Punchinello, Volume 2, No. 28, October 8, 1870 eBook

This eBook from the Gutenberg Project consists of approximately 53 pages of information about Punchinello, Volume 2, No. 28, October 8, 1870.

Punchinello, Volume 2, No. 28, October 8, 1870 eBook

This eBook from the Gutenberg Project consists of approximately 53 pages of information about Punchinello, Volume 2, No. 28, October 8, 1870.

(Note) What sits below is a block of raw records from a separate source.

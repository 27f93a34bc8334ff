use thiserror::Error;
use ErrorKind::*;

/// Coarse classification of a [`NetError`].
///
/// Calling code uses this to decide whether to retry, switch profile or
/// proxy, or give up.
#[derive(Debug, Clone, Copy, PartialEq, Eq, Hash)]
pub enum ErrorKind {
    /// The configured profile identifier is not registered.
    UnknownProfile,
    /// The transport endpoint could not be reached (DNS, TCP, proxy).
    Connect,
    /// TLS negotiation failed.
    Handshake,
    /// The server certificate failed trust validation.
    Certificate,
    /// Malformed or truncated response framing.
    Protocol,
    /// A deadline elapsed.
    Timeout,
    /// The call was dropped or aborted.
    Cancelled,
    /// The body does not match the requested representation.
    Decode,
    /// The request itself is invalid (bad URL, header, redirect, config).
    InvalidRequest,
}

#[derive(Debug, Error, PartialEq, Eq, Clone)]
pub enum NetError {
    // Generic
    #[error("Operation aborted")]
    Aborted,
    #[error("Operation timed out")]
    TimedOut,

    // Connection Errors
    #[error("Connection closed (TCP FIN)")]
    ConnectionClosed,
    #[error("Connection reset (TCP RST)")]
    ConnectionReset,
    #[error("Connection refused")]
    ConnectionRefused,
    #[error("Connection failed")]
    ConnectionFailed,
    #[error("Name not resolved")]
    NameNotResolved,
    #[error("SSL protocol error")]
    SslProtocolError,
    #[error("Address unreachable")]
    AddressUnreachable,
    #[error("Tunnel connection failed")]
    TunnelConnectionFailed,
    #[error("SSL version or cipher mismatch")]
    SslVersionOrCipherMismatch,
    #[error("Connection timed out")]
    ConnectionTimedOut,
    #[error("SOCKS connection failed")]
    SocksConnectionFailed,
    #[error("SOCKS connection host unreachable")]
    SocksConnectionHostUnreachable,
    #[error("ALPN negotiation failed")]
    AlpnNegotiationFailed,
    #[error("Proxy auth requested")]
    ProxyAuthRequested,
    #[error("Proxy connection failed")]
    ProxyConnectionFailed,

    // Certificate Errors
    #[error("Certificate common name invalid")]
    CertCommonNameInvalid,
    #[error("Certificate date invalid")]
    CertDateInvalid,
    #[error("Certificate authority invalid")]
    CertAuthorityInvalid,
    #[error("Certificate invalid")]
    CertInvalid,

    // HTTP Errors
    #[error("Invalid URL")]
    InvalidUrl,
    #[error("Disallowed URL scheme")]
    DisallowedUrlScheme,
    #[error("Unknown URL scheme")]
    UnknownUrlScheme,
    #[error("Invalid redirect")]
    InvalidRedirect,
    #[error("Too many redirects")]
    TooManyRedirects,
    #[error("Invalid chunked encoding")]
    InvalidChunkedEncoding,
    #[error("Empty response")]
    EmptyResponse,
    #[error("Response headers too big")]
    ResponseHeadersTooBig,
    #[error("Content decoding failed")]
    ContentDecodingFailed,
    #[error("HTTP/2 protocol error")]
    Http2ProtocolError,
    #[error("HTTP/2 server refused stream")]
    Http2ServerRefusedStream,
    #[error("Content-Length mismatch")]
    ContentLengthMismatch,
    #[error("Incomplete chunked encoding")]
    IncompleteChunkedEncoding,
    #[error("HTTP/2 flow control error")]
    Http2FlowControlError,
    #[error("HTTP/2 frame size error")]
    Http2FrameSizeError,
    #[error("HTTP/2 compression error")]
    Http2CompressionError,
    #[error("HTTP/1.1 required")]
    Http11Required,
    #[error("Invalid HTTP response")]
    InvalidHttpResponse,
    #[error("HTTP/2 stream closed")]
    Http2StreamClosed,

    // Crate-specific errors (custom codes starting at -900)
    #[error("Redirect cycle detected")]
    RedirectCycleDetected,
    #[error("Unknown profile: {0}")]
    UnknownProfile(String),
    #[error("Invalid header name or value")]
    InvalidHeader,
    #[error("Response body is not valid UTF-8")]
    InvalidUtf8,
    #[error("JSON decode failed: {0}")]
    JsonDecodeFailed(String),
    #[error("Connection went away (GOAWAY)")]
    Http2GoAway,
    #[error("TLS handshake reset by peer")]
    SslHandshakeReset,
    #[error("Invalid configuration: {0}")]
    InvalidConfig(String),
    #[error("Failed to read file: {0}")]
    FileReadFailed(String),

    #[error("Unknown error: {0}")]
    Unknown(i32),
}

/// Every coded variant with its Chromium `net_error_list.h` number (crate
/// codes from -900) and its kind. Payload variants are listed with an empty
/// payload; only the discriminant is compared.
const CODES: &[(NetError, i32, ErrorKind)] = &[
    (NetError::Aborted, -3, Cancelled),
    (NetError::TimedOut, -7, Timeout),
    (NetError::ConnectionClosed, -100, Protocol),
    (NetError::ConnectionReset, -101, Protocol),
    (NetError::ConnectionRefused, -102, Connect),
    (NetError::ConnectionFailed, -104, Connect),
    (NetError::NameNotResolved, -105, Connect),
    (NetError::SslProtocolError, -107, Handshake),
    (NetError::AddressUnreachable, -109, Connect),
    (NetError::TunnelConnectionFailed, -111, Connect),
    (NetError::SslVersionOrCipherMismatch, -113, Handshake),
    (NetError::ConnectionTimedOut, -118, Timeout),
    (NetError::SocksConnectionFailed, -120, Connect),
    (NetError::SocksConnectionHostUnreachable, -121, Connect),
    (NetError::AlpnNegotiationFailed, -122, Handshake),
    (NetError::ProxyAuthRequested, -127, Connect),
    (NetError::ProxyConnectionFailed, -130, Connect),
    (NetError::CertCommonNameInvalid, -200, Certificate),
    (NetError::CertDateInvalid, -201, Certificate),
    (NetError::CertAuthorityInvalid, -202, Certificate),
    (NetError::CertInvalid, -207, Certificate),
    (NetError::InvalidUrl, -300, InvalidRequest),
    (NetError::DisallowedUrlScheme, -301, InvalidRequest),
    (NetError::UnknownUrlScheme, -302, InvalidRequest),
    (NetError::InvalidRedirect, -303, InvalidRequest),
    (NetError::TooManyRedirects, -310, InvalidRequest),
    (NetError::InvalidChunkedEncoding, -321, Protocol),
    (NetError::EmptyResponse, -324, Protocol),
    (NetError::ResponseHeadersTooBig, -325, Protocol),
    (NetError::ContentDecodingFailed, -330, Decode),
    (NetError::Http2ProtocolError, -337, Protocol),
    (NetError::Http2ServerRefusedStream, -351, Protocol),
    (NetError::ContentLengthMismatch, -354, Protocol),
    (NetError::IncompleteChunkedEncoding, -355, Protocol),
    (NetError::Http2FlowControlError, -361, Protocol),
    (NetError::Http2FrameSizeError, -362, Protocol),
    (NetError::Http2CompressionError, -363, Protocol),
    (NetError::Http11Required, -365, Handshake),
    (NetError::InvalidHttpResponse, -370, Protocol),
    (NetError::Http2StreamClosed, -376, Protocol),
    (NetError::RedirectCycleDetected, -900, InvalidRequest),
    (NetError::UnknownProfile(String::new()), -901, UnknownProfile),
    (NetError::InvalidHeader, -902, InvalidRequest),
    (NetError::InvalidUtf8, -903, Decode),
    (NetError::JsonDecodeFailed(String::new()), -904, Decode),
    (NetError::Http2GoAway, -905, Protocol),
    (NetError::SslHandshakeReset, -906, Handshake),
    (NetError::InvalidConfig(String::new()), -907, InvalidRequest),
    (NetError::FileReadFailed(String::new()), -908, InvalidRequest),
];

impl NetError {
    fn entry(&self) -> Option<&'static (NetError, i32, ErrorKind)> {
        let variant = std::mem::discriminant(self);
        CODES.iter().find(|(e, _, _)| std::mem::discriminant(e) == variant)
    }

    pub fn as_i32(&self) -> i32 {
        match self {
            NetError::Unknown(code) => *code,
            other => other.entry().map_or(0, |(_, code, _)| *code),
        }
    }

    /// Classify this error into one of the caller-visible kinds. Codes this
    /// crate does not know are treated as protocol failures.
    pub fn kind(&self) -> ErrorKind {
        self.entry().map_or(Protocol, |(_, _, kind)| *kind)
    }

    /// Whether the owning session must be closed after this error.
    pub fn is_fatal_to_session(&self) -> bool {
        matches!(
            self.kind(),
            ErrorKind::Handshake
                | ErrorKind::Certificate
                | ErrorKind::Protocol
                | ErrorKind::Timeout
                | ErrorKind::Cancelled
        )
    }

    /// Map an I/O error raised while establishing the transport.
    pub fn from_connect_io(err: &std::io::Error) -> Self {
        use std::io::ErrorKind as Io;
        match err.kind() {
            Io::ConnectionRefused => NetError::ConnectionRefused,
            Io::TimedOut => NetError::ConnectionTimedOut,
            Io::AddrNotAvailable => NetError::AddressUnreachable,
            _ => NetError::ConnectionFailed,
        }
    }
}

/// I/O errors raised on an established session.
impl From<std::io::Error> for NetError {
    fn from(err: std::io::Error) -> Self {
        use std::io::ErrorKind as Io;
        match err.kind() {
            Io::ConnectionReset | Io::BrokenPipe => NetError::ConnectionReset,
            Io::UnexpectedEof => NetError::ConnectionClosed,
            Io::TimedOut => NetError::TimedOut,
            Io::InvalidData => NetError::InvalidHttpResponse,
            _ => NetError::ConnectionClosed,
        }
    }
}

impl From<i32> for NetError {
    fn from(code: i32) -> Self {
        CODES
            .iter()
            .find(|(_, c, _)| *c == code)
            .map_or(NetError::Unknown(code), |(e, _, _)| e.clone())
    }
}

What, oh, what can be more true than this?  A lady well stricken in years, and of adequate protraction of nose and rectilinear undeviation of figure, can travel alone from Maine to Florida with as perfect immunity from offensive masculine intrusion as though she were guarded by a regiment; while a somewhat younger girl, with curls and an innocent look, can not appear unaccompanied by an escort in an American omnibus, car, ferry-boat, or hotel, without appealing at once to the finest fatherly feelings of every manly middle-aged observer whose wife is not watching him, and exciting as general a desire to make her trip socially delightful as though each gentlemanly eye seeking hers were indeed that of a tender sire.

Thus, although Miss POTTS’S lonely stay in her hotel had been so brief, the mysterious American instinct of chivalry had discovered it very early on the first morning after her arrival, and she arose from her delicious sleep to find at least half a dozen written offers of hospitality from generous strangers, sticking under her door.  Understanding that she was sojourning without natural protectors in a strange city, the thoughtful writers, who appeared to be chiefly Western men of implied immense fortunes, begged her (by the delicate name of “Fair Unknown”) to take comfort in the thought that they were stopping at the same hotel and would protect her from all harm with their lives.  In proof of this unselfish disposition on their parts, several of them were respectively ready to take her to a circus-matinee, or to drive in Central Park, on that very day:  and her prompt acceptance of these signal evidences of a disinterested friendship for womanhood without a natural protector could not be more simply indicated to those who now freely offered such friendship, than by her dropping her fork twice at the public breakfast table, or sending the waiter back three times with the boiled eggs to have them cooked rightly.

Flora had completed her chemical toilet, put all the bottles, jars, and small round boxes back into her satchel again, and sat down to a second reading of these gratifying intimations that a prepossessing female orphan is not necessarily without assiduous paternal guardianship at her command wherever there are Western fathers, when Mr. Dibble appeared, as he had promised, accompanied by Gospeler Simpson.

“Miss CAROWTHERS was so excited by your sudden flight, Miss Potts,” said the latter, “that she came at once to me and oldy with your farewell note, and would not stop saying ‘Did you ever!’ until, to restrain my aggravated mother from fits, I promised to follow you to your guardian’s and ascertain what your good-bye note would have meant if it had actually been punctuated.”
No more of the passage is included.